Quelques personnages redoutables sont aussi susceptibles d’enflammer l’imagination des conteurs : Victor Mornac qui terrorisa le sud des Combrailles dans les années 1840-50 ; la comtesse Brayère, terrible ogresse du XIIe siècle qui, pour expier ses crimes, multiplia les dons vers la fin de sa vie et mourut de la lèpre ; le capitaine Merle qui sema la terreur dans le sud de l'Auvergne, le Gévaudan et le Velay durant les Guerres de religion. Et est-ce utile de rappeler les méfaits des aubergistes de Peyrebeille (“l’Auberge Rouge”), en limite de la Haute-Loire et de l’Ardèche, qui inspirèrent conteurs et cinéastes et donnèrent lieu à une chanson interprétée par Yves Montand ?

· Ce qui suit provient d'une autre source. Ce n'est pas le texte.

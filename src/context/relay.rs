//! Notification relay: merge one context's committed changes into another.

use crate::context::Context;
use crate::events::{ContextEvent, EventBus, EventHandler, EventKind, SubscriberId};
use std::sync::Arc;
use tracing::{trace, warn};

impl Context {
    /// Merge every change set `source` commits into this context's registered records.
    ///
    /// The merge runs as a job on this context's queue. The subscription holds
    /// this context weakly. Returns `false` if already observing `source`.
    pub fn observe(&self, source: &Context) -> bool {
        let observer = Arc::downgrade(&self.inner);
        let handler: EventHandler = Arc::new(move |event: &ContextEvent| {
            let Some(observer) = observer.upgrade() else {
                return;
            };
            let changes = Arc::clone(&event.changes);
            let from = event.source;
            let merged = observer.queue.submit(move |state| {
                state.merge(&changes);
                trace!(context = %state.id, source = %from, "Merged committed changes");
            });
            if let Err(e) = merged {
                warn!(context = %observer.id, error = %e, "Dropping merge for closed context");
            }
        });

        let bus = &source.inner.env.bus;
        let added = bus.subscribe(
            source.id(),
            EventKind::DidSave,
            SubscriberId::Context(self.id()),
            handler,
        );
        if added && !Arc::ptr_eq(bus, &self.inner.env.bus) {
            self.remember_foreign_bus(bus);
        }
        added
    }

    /// Record a bus outside this stack so the subscription is dropped with the context
    fn remember_foreign_bus(&self, bus: &Arc<EventBus>) {
        let mut buses = self.inner.foreign_buses.lock();
        buses.retain(|known| known.strong_count() > 0);
        if !buses.iter().any(|known| known.as_ptr() == Arc::as_ptr(bus)) {
            buses.push(Arc::downgrade(bus));
        }
    }

    /// Stop merging changes from `source`. Returns whether a subscription existed.
    pub fn stop_observing(&self, source: &Context) -> bool {
        source.inner.env.bus.unsubscribe(
            source.id(),
            EventKind::DidSave,
            SubscriberId::Context(self.id()),
        )
    }

    pub fn is_observing(&self, source: &Context) -> bool {
        source.inner.env.bus.is_subscribed(
            source.id(),
            EventKind::DidSave,
            SubscriberId::Context(self.id()),
        )
    }
}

Quoi qu’il en soit des littérateurs et de leurs préoccupations, Gandahar, qui se définit comme la revue de tous les imaginaires et dont le siège est d’ailleurs discrètement implanté au cœur de la capitale arverne, Gandahar, donc, a songé à réunir en son 26ème numéro des textes de quelques aventurières et aventuriers des territoires des rêves, des enchantements et des lendemains qui déchantent parfois. Le plus illustre d’entre eux n’étonnera personne puisqu’il s’agit d’Henri Pourrat, présent avec deux de ses innombrables et magnifiques contes. Quant aux autres, ils sont le fruit de disparus devenus regrettablement des oubliés des éditeurs et des libraires mais aussi d’auteurs présentement actifs qui se rencontrent ici ou là dans les salons régionaux ou se consacrent aux littératures dites “de grande imagination”.
Bonnes découvertes et bonne lecture.